● **TASK TO CARRY OUT**
Go to the line in the entries below that holds "when leaving full-screen" and repeat exactly from there through the line that holds "rate, survives a", inclusive.

● **RECORDS FOR PROCESSING**
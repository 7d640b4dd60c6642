//! Backend-agnostic display trait
//!
//! This module defines the contract every native display API must fulfil for
//! the window system. The window system never talks to the OS directly; it
//! drives a [`DisplayBackend`] and keeps its own [`WindowState`] consistent
//! with what the backend reports.
//!
//! Windows and graphics surfaces are identified by opaque ids handed out by
//! the backend. Each id is created once and destroyed once; the window system
//! owns the ids it receives and is the only caller of the matching destroy
//! call.
//!
//! [`WindowState`]: crate::window::WindowState

use std::fmt;

use thiserror::Error;

use crate::display::DisplayMode;

/// Native display API errors
#[derive(Error, Debug, Clone, PartialEq)]
pub enum BackendError {
    /// The native API could not be initialized
    #[error("Display backend initialization failed: {0}")]
    InitializationFailed(String),

    /// Output index out of range
    #[error("Invalid output index {0}")]
    InvalidOutput(usize),

    /// The window id is not (or no longer) known
    #[error("Unknown window {0}")]
    UnknownWindow(WindowId),

    /// The surface id is not (or no longer) known
    #[error("Unknown graphics surface {0}")]
    UnknownSurface(SurfaceId),

    /// No mode matches the request
    #[error("Display mode not supported: {0}")]
    ModeUnsupported(String),

    /// The OS refused to apply a mode
    #[error("Display mode rejected: {0}")]
    ModeRejected(String),

    /// Native window creation failed
    #[error("Window creation failed: {0}")]
    WindowCreationFailed(String),

    /// Graphics surface creation failed
    #[error("Surface creation failed: {0}")]
    SurfaceCreationFailed(String),

    /// The backend cannot perform this operation
    #[error("Operation not supported by this backend: {0}")]
    Unsupported(&'static str),

    /// The thread owning the native API is gone
    #[error("Display thread disconnected")]
    Disconnected,

    /// Any other native failure
    #[error("Native display error: {0}")]
    Native(String),
}

/// Result alias for backend calls
pub type BackendResult<T> = Result<T, BackendError>;

/// Opaque handle to a native window
#[derive(Debug, Clone, Copy, PartialEq, Eq, Hash)]
pub struct WindowId(u64);

impl WindowId {
    /// Wrap a backend-specific raw id
    pub const fn from_raw(raw: u64) -> Self {
        Self(raw)
    }

    /// Backend-specific raw id
    pub const fn raw(self) -> u64 {
        self.0
    }
}

impl fmt::Display for WindowId {
    fn fmt(&self, f: &mut fmt::Formatter<'_>) -> fmt::Result {
        write!(f, "window#{}", self.0)
    }
}

/// Opaque handle to a graphics surface/view attached to a window
#[derive(Debug, Clone, Copy, PartialEq, Eq, Hash)]
pub struct SurfaceId(u64);

impl SurfaceId {
    /// Wrap a backend-specific raw id
    pub const fn from_raw(raw: u64) -> Self {
        Self(raw)
    }

    /// Backend-specific raw id
    pub const fn raw(self) -> u64 {
        self.0
    }
}

impl fmt::Display for SurfaceId {
    fn fmt(&self, f: &mut fmt::Formatter<'_>) -> fmt::Result {
        write!(f, "surface#{}", self.0)
    }
}

/// Position and client size of a window in desktop coordinates
#[derive(Debug, Clone, Copy, PartialEq, Eq, Default)]
pub struct WindowGeometry {
    /// Left edge
    pub x: i32,
    /// Top edge
    pub y: i32,
    /// Client width in pixels
    pub width: u32,
    /// Client height in pixels
    pub height: u32,
}

impl WindowGeometry {
    /// Create a geometry
    pub const fn new(x: i32, y: i32, width: u32, height: u32) -> Self {
        Self { x, y, width, height }
    }

    /// Size as a tuple
    pub const fn size(&self) -> (u32, u32) {
        (self.width, self.height)
    }
}

/// Parameters for native window creation
#[derive(Debug, Clone, PartialEq)]
pub struct WindowDescriptor {
    /// Window title
    pub title: String,
    /// Initial windowed geometry
    pub geometry: WindowGeometry,
    /// Output the window should open on
    pub output: usize,
}

/// Native display API used by the window system
///
/// Implementations must be `Send`: the window system is shared between the
/// event thread, the timer thread and the application. Backends whose native
/// API is bound to one thread run that API on a thread of their own (see the
/// GLFW backend).
///
/// # Failure contract
/// A call that returns an error must leave the native object in its previous
/// state; the window system relies on this to keep its own state unchanged.
pub trait DisplayBackend: Send {
    /// Number of connected outputs
    fn output_count(&self) -> usize;

    /// Human readable output name
    fn output_name(&self, output: usize) -> Option<String>;

    /// Every mode the output supports, in the OS's preferred order
    fn video_modes(&self, output: usize) -> Vec<DisplayMode>;

    /// The mode the output is running now
    fn current_mode(&self, output: usize) -> Option<DisplayMode>;

    /// Reconfigure `mode.output` to run `mode`
    fn apply_mode(&mut self, mode: &DisplayMode) -> BackendResult<()>;

    /// Blank (or unblank) every output except `keep`
    fn set_outputs_blanked(&mut self, keep: usize, blanked: bool) -> BackendResult<()>;

    /// Create a native window
    fn create_window(&mut self, descriptor: &WindowDescriptor) -> BackendResult<WindowId>;

    /// Destroy a native window
    fn destroy_window(&mut self, window: WindowId) -> BackendResult<()>;

    /// Create the graphics surface/view of a window
    fn create_surface(&mut self, window: WindowId) -> BackendResult<SurfaceId>;

    /// Destroy a graphics surface
    fn destroy_surface(&mut self, surface: SurfaceId) -> BackendResult<()>;

    /// Whether the surface can still be rendered to
    ///
    /// Surfaces can be invalidated behind the application's back by display
    /// reconfiguration; the window system re-creates them on device reset.
    fn is_surface_valid(&self, surface: SurfaceId) -> bool;

    /// Resize the drawable of a surface
    fn resize_surface(&mut self, surface: SurfaceId, width: u32, height: u32) -> BackendResult<()>;

    /// Current windowed geometry of a window
    fn window_geometry(&self, window: WindowId) -> Option<WindowGeometry>;

    /// Move and resize a window
    fn set_window_geometry(&mut self, window: WindowId, geometry: WindowGeometry) -> BackendResult<()>;

    /// Output the window is (mostly) on
    fn window_output(&self, window: WindowId) -> Option<usize>;

    /// Present the window full-screen with `mode`, or windowed when `None`
    fn set_fullscreen(&mut self, window: WindowId, mode: Option<&DisplayMode>) -> BackendResult<()>;

    /// Iconify a window
    fn minimize(&mut self, window: WindowId) -> BackendResult<()>;

    /// Undo minimize
    fn restore(&mut self, window: WindowId) -> BackendResult<()>;

    /// Hide a window
    fn hide(&mut self, window: WindowId) -> BackendResult<()>;

    /// Show a window, optionally raising it above others
    fn show(&mut self, window: WindowId, raise: bool) -> BackendResult<()>;
}
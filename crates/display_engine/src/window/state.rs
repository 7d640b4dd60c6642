//! Window state owned by the window system

use super::backend::{SurfaceId, WindowGeometry, WindowId};

/// Snapshot of the managed window
///
/// The window system owns the native window and surface ids stored here and
/// is the only component that creates or destroys them. Snapshots handed out
/// by [`WindowSystem::window_state`](super::WindowSystem::window_state) are
/// copies; changing them has no effect on the window.
#[derive(Debug, Clone, PartialEq, Default)]
pub struct WindowState {
    pub(crate) name: String,
    pub(crate) window: Option<WindowId>,
    pub(crate) surface: Option<SurfaceId>,
    pub(crate) output: usize,
    pub(crate) refresh_rate_hz: f64,
    pub(crate) fullscreen: bool,
    pub(crate) cursor_visible: bool,
    pub(crate) minimized: bool,
    pub(crate) visible: bool,
    pub(crate) blanked_outputs: bool,
    pub(crate) windowed: WindowGeometry,
    pub(crate) surface_size: (u32, u32),
}

impl WindowState {
    /// Window name given at creation
    pub fn name(&self) -> &str {
        &self.name
    }

    /// Native window, `None` when no window exists
    pub const fn window(&self) -> Option<WindowId> {
        self.window
    }

    /// Graphics surface of the window
    pub const fn surface(&self) -> Option<SurfaceId> {
        self.surface
    }

    /// Whether a native window exists
    pub const fn is_created(&self) -> bool {
        self.window.is_some()
    }

    /// Output the window is on
    pub const fn output(&self) -> usize {
        self.output
    }

    /// Refresh rate of the window's output
    pub const fn refresh_rate_hz(&self) -> f64 {
        self.refresh_rate_hz
    }

    /// Whether the window is presented full-screen
    pub const fn is_fullscreen(&self) -> bool {
        self.fullscreen
    }

    /// Whether the pointer is inside the window
    pub const fn has_cursor(&self) -> bool {
        self.cursor_visible
    }

    /// Whether the window is iconified
    pub const fn is_minimized(&self) -> bool {
        self.minimized
    }

    /// Whether the window is shown
    pub const fn is_visible(&self) -> bool {
        self.visible
    }

    /// Whether other outputs are blanked for full-screen
    pub const fn other_outputs_blanked(&self) -> bool {
        self.blanked_outputs
    }

    /// Last known windowed geometry, restored when leaving full-screen
    pub const fn windowed_geometry(&self) -> WindowGeometry {
        self.windowed
    }

    /// Current drawable size of the surface
    pub const fn surface_size(&self) -> (u32, u32) {
        self.surface_size
    }

    /// Forget the native objects after they were destroyed
    pub(crate) fn clear_native(&mut self) {
        self.window = None;
        self.surface = None;
        self.fullscreen = false;
        self.cursor_visible = false;
        self.minimized = false;
        self.visible = false;
        self.blanked_outputs = false;
        self.surface_size = (0, 0);
    }
}
//! Surface lifecycle demo
//!
//! Opens the main window, goes full-screen at a film refresh rate, survives a
//! display hot-plug and returns to the desktop. By default the outputs are
//! simulated; build with `--features glfw` and pass `--glfw` to drive a real
//! window.
//!
//! Usage: `surface_demo [config.toml|config.ron] [--glfw]`

use std::sync::atomic::{AtomicBool, AtomicUsize, Ordering};
use std::sync::Arc;
use std::thread;
use std::time::{Duration, Instant};

use crossbeam::channel::unbounded;
use display_engine::foundation::logging;
use display_engine::prelude::*;
use display_engine::window::HeadlessControl;

const DEFAULT_CONFIG_PATH: &str = "display.toml";

/// Stand-in for a video renderer holding GPU objects
#[derive(Default)]
struct VideoRenderer {
    device_ready: AtomicBool,
    resets: AtomicUsize,
}

impl VideoRenderer {
    fn is_ready(&self) -> bool {
        self.device_ready.load(Ordering::Acquire)
    }
}

impl DisplayResource for VideoRenderer {
    fn on_lost_device(&self) {
        self.device_ready.store(false, Ordering::Release);
        log::info!("Renderer: releasing textures and swap chain");
    }

    fn on_reset_device(&self) {
        let resets = self.resets.fetch_add(1, Ordering::AcqRel) + 1;
        self.device_ready.store(true, Ordering::Release);
        log::info!("Renderer: device back, resources recreated (reset #{resets})");
    }
}

fn wait_for_device(renderer: &VideoRenderer, system: &WindowSystem) -> bool {
    let deadline = Instant::now() + system.config().settle_delay() * 4;
    while Instant::now() < deadline {
        if renderer.is_ready() && system.phase() == LifecyclePhase::Ready {
            return true;
        }
        thread::sleep(Duration::from_millis(20));
    }
    false
}

fn run_simulated(config: DisplayConfig, renderer: &Arc<VideoRenderer>) -> Result<(), DisplayError> {
    let backend = HeadlessBackend::new(vec![HeadlessOutput::full_hd("Living Room TV")]);
    let control: HeadlessControl = backend.control();
    let system = WindowSystem::new(backend, config)?;
    system.register(renderer);
    renderer.device_ready.store(true, Ordering::Release);

    for (output, name) in system.connected_outputs().iter().enumerate() {
        let modes: Vec<String> = system.resolutions(output).map(|mode| mode.to_string()).collect();
        log::info!("Output {output} '{name}': {}", modes.join(", "));
    }

    let windowed = DisplayMode::new(0, system.config().window.width, system.config().window.height, 0.0);
    system.create_new_window(&system.config().window.title, false, &windowed)?;

    log::info!("Switching to full-screen for 23.976 Hz playback");
    let film = DisplayMode::new(0, 1920, 1080, 23.976);
    if !system.set_full_screen(true, &film, system.config().blank_other_displays) {
        log::warn!("Full-screen switch failed, staying windowed");
    }
    if !wait_for_device(renderer, &system) {
        log::warn!("Device did not come back after the mode switch");
    }

    log::info!("Simulating a projector being plugged in");
    control.add_output(HeadlessOutput::new("Projector").with_mode(1280, 720, 60.0));
    let (events, receiver) = unbounded();
    let monitor = system.screen_monitor();
    // Ignore send errors: the receiver lives until the end of this function
    let _ = events.send(PlatformEvent::OutputConnected {
        name: "Projector".to_string(),
    });
    let _ = events.send(PlatformEvent::CursorEntered(true));
    let status = monitor.pump(&receiver);
    log::info!("Pumped {} platform event(s)", status.processed);

    if !wait_for_device(renderer, &system) {
        log::warn!("Device did not come back after the hot-plug");
    }
    log::info!("Connected outputs: {}", system.connected_outputs().join(", "));

    if !system.set_full_screen(false, &windowed, false) {
        log::warn!("Could not leave full-screen");
    }
    wait_for_device(renderer, &system);

    system.unregister(renderer);
    system.shutdown();
    Ok(())
}

#[cfg(feature = "glfw")]
fn run_native(config: DisplayConfig, renderer: &Arc<VideoRenderer>) -> Result<(), DisplayError> {
    use display_engine::window::GlfwBackend;

    let (backend, events) = GlfwBackend::spawn()?;
    let system = WindowSystem::new(backend, config)?;
    system.register(renderer);
    renderer.device_ready.store(true, Ordering::Release);

    let window = &system.config().window;
    let resolution = DisplayMode::new(window.output, window.width, window.height, window.refresh_rate_hz);
    system.create_new_window(&window.title, window.fullscreen, &resolution)?;

    let monitor = system.screen_monitor();
    loop {
        let status = monitor.pump(&events);
        if status.close_requested || status.disconnected {
            break;
        }
        thread::sleep(Duration::from_millis(16));
    }

    system.unregister(renderer);
    system.shutdown();
    Ok(())
}

#[cfg(not(feature = "glfw"))]
fn run_native(_config: DisplayConfig, _renderer: &Arc<VideoRenderer>) -> Result<(), DisplayError> {
    log::error!("Built without the `glfw` feature");
    Err(DisplayError::Config("native backend not available".to_string()))
}

fn main() -> Result<(), Box<dyn std::error::Error>> {
    logging::init_with_level("info");

    let args: Vec<String> = std::env::args().skip(1).collect();
    let native = args.iter().any(|arg| arg == "--glfw");
    let config_path = args
        .iter()
        .find(|arg| !arg.starts_with("--"))
        .map_or(DEFAULT_CONFIG_PATH, String::as_str);

    let config = DisplayConfig::load_or_default(config_path)?;
    config.validate().map_err(DisplayError::Config)?;
    log::info!("Settle delay {:?}", config.settle_delay());

    let renderer = Arc::new(VideoRenderer::default());
    if native {
        run_native(config, &renderer)?;
    } else {
        run_simulated(config, &renderer)?;
    }

    log::info!(
        "Done after {} device reset(s)",
        renderer.resets.load(Ordering::Acquire)
    );
    Ok(())
}
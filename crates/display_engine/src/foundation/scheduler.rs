//! Delayed task scheduling
//!
//! A [`TimerService`] owns one worker thread that runs cancellable tasks once
//! their deadline passes. Tasks are stored in a slot map shared with the
//! worker; the worker sleeps on a channel until either the earliest deadline
//! expires or a new task wakes it up.

use std::sync::Arc;
use std::thread;
use std::time::{Duration, Instant};

use crossbeam::channel::{unbounded, Receiver, RecvTimeoutError, Sender};
use parking_lot::Mutex;
use slotmap::{new_key_type, SlotMap};

new_key_type! {
    /// Handle to a task scheduled on a [`TimerService`]
    pub struct TaskKey;
}

type Job = Box<dyn FnOnce() + Send + 'static>;

struct ScheduledTask {
    deadline: Instant,
    job: Job,
}

type TaskTable = Arc<Mutex<SlotMap<TaskKey, ScheduledTask>>>;

enum Signal {
    Wake,
    Shutdown,
}

/// Runs delayed tasks on a dedicated thread
///
/// Tasks run one after another in deadline order on the timer thread, so they
/// must be short or hand their heavy work elsewhere.
pub struct TimerService {
    tasks: TaskTable,
    sender: Sender<Signal>,
    worker: Option<Worker>,
}

impl TimerService {
    /// Spawn the timer thread
    pub fn new(name: &str) -> std::io::Result<Self> {
        let tasks: TaskTable = Arc::new(Mutex::new(SlotMap::with_key()));
        let (sender, receiver) = unbounded();
        let worker = Worker::spawn(name, Arc::clone(&tasks), receiver)?;

        log::debug!("Timer service '{name}' started");

        Ok(Self {
            tasks,
            sender,
            worker: Some(worker),
        })
    }

    /// Run `job` once `delay` has elapsed
    pub fn schedule<F>(&self, delay: Duration, job: F) -> TaskKey
    where
        F: FnOnce() + Send + 'static,
    {
        self.schedule_at(Instant::now() + delay, job)
    }

    /// Run `job` once `deadline` has passed
    pub fn schedule_at<F>(&self, deadline: Instant, job: F) -> TaskKey
    where
        F: FnOnce() + Send + 'static,
    {
        let key = self.tasks.lock().insert(ScheduledTask {
            deadline,
            job: Box::new(job),
        });
        // The worker only exits when the service is dropped
        let _ = self.sender.send(Signal::Wake);
        key
    }

    /// Cancel a task that has not started yet
    ///
    /// Returns false if the task already ran, is running, or was cancelled.
    pub fn cancel(&self, key: TaskKey) -> bool {
        self.tasks.lock().remove(key).is_some()
    }

    /// Number of tasks waiting for their deadline
    pub fn pending(&self) -> usize {
        self.tasks.lock().len()
    }
}

impl Drop for TimerService {
    fn drop(&mut self) {
        let _ = self.sender.send(Signal::Shutdown);
        if let Some(worker) = self.worker.take() {
            worker.join();
        }
    }
}

struct Worker {
    thread: thread::JoinHandle<()>,
}

impl Worker {
    fn spawn(name: &str, tasks: TaskTable, receiver: Receiver<Signal>) -> std::io::Result<Self> {
        let thread = thread::Builder::new()
            .name(name.to_string())
            .spawn(move || Self::run(&tasks, &receiver))?;

        Ok(Self { thread })
    }

    fn run(tasks: &TaskTable, receiver: &Receiver<Signal>) {
        loop {
            let next_deadline = tasks.lock().values().map(|task| task.deadline).min();
            let signal = match next_deadline {
                Some(deadline) => receiver.recv_deadline(deadline),
                None => receiver.recv().map_err(|_| RecvTimeoutError::Disconnected),
            };

            match signal {
                Ok(Signal::Shutdown) | Err(RecvTimeoutError::Disconnected) => break,
                Ok(Signal::Wake) | Err(RecvTimeoutError::Timeout) => {}
            }

            for job in Self::take_due(tasks, Instant::now()) {
                job();
            }
        }
    }

    /// Remove every task whose deadline has passed, earliest first
    fn take_due(tasks: &TaskTable, now: Instant) -> Vec<Job> {
        let mut tasks = tasks.lock();
        let due_keys: Vec<TaskKey> = tasks
            .iter()
            .filter(|(_, task)| task.deadline <= now)
            .map(|(key, _)| key)
            .collect();

        let mut due: Vec<ScheduledTask> = due_keys
            .into_iter()
            .filter_map(|key| tasks.remove(key))
            .collect();
        due.sort_by_key(|task| task.deadline);
        due.into_iter().map(|task| task.job).collect()
    }

    fn join(self) {
        // The last handle to the service can be released by one of its own
        // tasks; joining from the timer thread itself would never return.
        if self.thread.thread().id() == thread::current().id() {
            return;
        }
        if self.thread.join().is_err() {
            log::error!("Timer thread panicked");
        }
    }
}

#[cfg(test)]
mod tests {
    use super::*;
    use crossbeam::channel::bounded;

    #[test]
    fn test_task_runs_after_delay() {
        let service = TimerService::new("test-timer").unwrap();
        let (tx, rx) = bounded(1);
        let scheduled_at = Instant::now();

        service.schedule(Duration::from_millis(50), move || {
            tx.send(Instant::now()).unwrap();
        });

        let fired_at = rx.recv_timeout(Duration::from_secs(2)).unwrap();
        assert!(fired_at.duration_since(scheduled_at) >= Duration::from_millis(50));
        assert_eq!(service.pending(), 0);
    }

    #[test]
    fn test_cancelled_task_never_runs() {
        let service = TimerService::new("test-timer").unwrap();
        let (tx, rx) = bounded(1);

        let key = service.schedule(Duration::from_millis(50), move || {
            tx.send(()).unwrap();
        });
        assert!(service.cancel(key));
        assert!(!service.cancel(key));

        assert!(rx.recv_timeout(Duration::from_millis(200)).is_err());
    }

    #[test]
    fn test_tasks_run_in_deadline_order() {
        let service = TimerService::new("test-timer").unwrap();
        let order = Arc::new(Mutex::new(Vec::new()));
        let (tx, rx) = bounded(3);

        for (label, delay) in [("late", 120), ("early", 20), ("middle", 60)] {
            let order = Arc::clone(&order);
            let tx = tx.clone();
            service.schedule(Duration::from_millis(delay), move || {
                order.lock().push(label);
                tx.send(()).unwrap();
            });
        }

        for _ in 0..3 {
            rx.recv_timeout(Duration::from_secs(2)).unwrap();
        }
        assert_eq!(*order.lock(), vec!["early", "middle", "late"]);
    }

    #[test]
    fn test_drop_discards_pending_tasks() {
        let (tx, rx) = bounded(1);
        {
            let service = TimerService::new("test-timer").unwrap();
            service.schedule(Duration::from_millis(100), move || {
                let _ = tx.send(());
            });
        }
        assert!(rx.recv_timeout(Duration::from_millis(300)).is_err());
    }
}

● **EXERCISE OUTPUT**
    /// Last known windowed geometry, restored when leaving full-screen
    pub const fn windowed_geometry(&self) -> WindowGeometry {
        self.windowed
    }

    /// Current drawable size of the surface
    pub const fn surface_size(&self) -> (u32, u32) {
        self.surface_size
    }

    /// Forget the native objects after they were destroyed
    pub(crate) fn clear_native(&mut self) {
        self.window = None;
        self.surface = None;
        self.fullscreen = false;
        self.cursor_visible = false;
        self.minimized = false;
        self.visible = false;
        self.blanked_outputs = false;
        self.surface_size = (0, 0);
    }
}
//! Surface lifecycle demo
//!
//! Opens the main window, goes full-screen at a film refresh rate, survives a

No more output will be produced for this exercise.